Content starts

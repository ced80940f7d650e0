//! Module: index::extract
//! Responsibility: expand one row into the deduplicated set of serialized
//! keys an index stores for it.
//! Does not own: slot encoding (see `key::ordered`).

mod plan;


use crate::{
    error::CodecError,
    index::{IndexEntry, IndexKey, ResolvedIndex},
    model::Row,
    obs::sink::{self, MetricsEvent},
};
use std::collections::{BTreeMap, BTreeSet};

pub(crate) use plan::PlanNode;
use plan::Walk;

impl ResolvedIndex {
    /// Serialized keys for `row`, deduplicated and in byte order.
    ///
    /// Tuples holding a null-like state the index cannot encode are left
    /// out. Fails with a resource-limit error, producing nothing, when the
    /// row fans out into more than `max_keys` tuples.
    pub fn extract(&self, row: &Row) -> Result<BTreeSet<Vec<u8>>, CodecError> {
        Ok(self.extract_keyed(row)?.into_keys().collect())
    }

    /// Structured keys for `row`, in the same order as their bytes.
    pub fn extract_keys(&self, row: &Row) -> Result<Vec<IndexKey>, CodecError> {
        Ok(self.extract_keyed(row)?.into_values().collect())
    }

    /// Stored entries for `row`, each pointing at `primary_key`.
    pub fn extract_entries(
        &self,
        row: &Row,
        primary_key: &[u8],
    ) -> Result<Vec<IndexEntry>, CodecError> {
        self.extract(row)?
            .iter()
            .map(|key| IndexEntry::new(key, primary_key))
            .collect()
    }

    /// Extract every row independently; one failing row does not affect
    /// the others.
    pub fn extract_batch<'r>(
        &self,
        rows: impl IntoIterator<Item = &'r Row>,
    ) -> Vec<Result<BTreeSet<Vec<u8>>, CodecError>> {
        rows.into_iter().map(|row| self.extract(row)).collect()
    }

    fn extract_keyed(&self, row: &Row) -> Result<BTreeMap<Vec<u8>, IndexKey>, CodecError> {
        let result = self.expand(row);

        let event = match &result {
            Ok(keys) => MetricsEvent::RowExtracted {
                index: self.name(),
                keys: u64::try_from(keys.len()).unwrap_or(u64::MAX),
            },
            Err(err) => MetricsEvent::RowRejected {
                index: self.name(),
                class: err.class,
            },
        };
        sink::record(event);

        result
    }

    fn expand(&self, row: &Row) -> Result<BTreeMap<Vec<u8>, IndexKey>, CodecError> {
        let tuples = Walk::new(self).run(&self.plan, row.fields())?;

        let mut keys = BTreeMap::new();
        for mut tuple in tuples {
            tuple.sort_by_key(|(position, _)| *position);
            let slots: Vec<_> = tuple.into_iter().map(|(_, value)| value).collect();

            if !slots.iter().all(|value| self.config().encodes(value)) {
                continue;
            }

            let mut bytes = Vec::new();
            self.serialize_into(&mut bytes, &slots)?;
            keys.entry(bytes)
                .or_insert_with(|| IndexKey::from_conformed(slots));
        }

        Ok(keys)
    }
}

Content ends

The answer must be an exact copy of every record above.

repository ced80940f7d650e0
//! Module: index::extract
//! Responsibility: expand one row into the deduplicated set of serialized
//! keys an index stores for it.
//! Does not own: slot encoding (see `key::ordered`).

mod plan;


use crate::{
    error::CodecError,
    index::{IndexEntry, IndexKey, ResolvedIndex},
    model::Row,
    obs::sink::{self, MetricsEvent},
};
use std::collections::{BTreeMap, BTreeSet};

pub(crate) use plan::PlanNode;
use plan::Walk;

impl ResolvedIndex {
    /// Serialized keys for `row`, deduplicated and in byte order.
    ///
    /// Tuples holding a null-like state the index cannot encode are left
    /// out. Fails with a resource-limit error, producing nothing, when the
    /// row fans out into more than `max_keys` tuples.
    pub fn extract(&self, row: &Row) -> Result<BTreeSet<Vec<u8>>, CodecError> {
        Ok(self.extract_keyed(row)?.into_keys().collect())
    }

    /// Structured keys for `row`, in the same order as their bytes.
    pub fn extract_keys(&self, row: &Row) -> Result<Vec<IndexKey>, CodecError> {
        Ok(self.extract_keyed(row)?.into_values().collect())
    }

    /// Stored entries for `row`, each pointing at `primary_key`.
    pub fn extract_entries(
        &self,
        row: &Row,
        primary_key: &[u8],
    ) -> Result<Vec<IndexEntry>, CodecError> {
        self.extract(row)?
            .iter()
            .map(|key| IndexEntry::new(key, primary_key))
            .collect()
    }

    /// Extract every row independently; one failing row does not affect
    /// the others.
    pub fn extract_batch<'r>(
        &self,
        rows: impl IntoIterator<Item = &'r Row>,
    ) -> Vec<Result<BTreeSet<Vec<u8>>, CodecError>> {
        rows.into_iter().map(|row| self.extract(row)).collect()
    }

    fn extract_keyed(&self, row: &Row) -> Result<BTreeMap<Vec<u8>, IndexKey>, CodecError> {
        let result = self.expand(row);

        let event = match &result {
            Ok(keys) => MetricsEvent::RowExtracted {
                index: self.name(),
                keys: u64::try_from(keys.len()).unwrap_or(u64::MAX),
            },
            Err(err) => MetricsEvent::RowRejected {
                index: self.name(),
                class: err.class,
            },
        };
        sink::record(event);

        result
    }

    fn expand(&self, row: &Row) -> Result<BTreeMap<Vec<u8>, IndexKey>, CodecError> {
        let tuples = Walk::new(self).run(&self.plan, row.fields())?;

        let mut keys = BTreeMap::new();
        for mut tuple in tuples {
            tuple.sort_by_key(|(position, _)| *position);
            let slots: Vec<_> = tuple.into_iter().map(|(_, value)| value).collect();

            if !slots.iter().all(|value| self.config().encodes(value)) {
                continue;
            }

            let mut bytes = Vec::new();
            self.serialize_into(&mut bytes, &slots)?;
            keys.entry(bytes)
                .or_insert_with(|| IndexKey::from_conformed(slots));
        }

        Ok(keys)
    }
}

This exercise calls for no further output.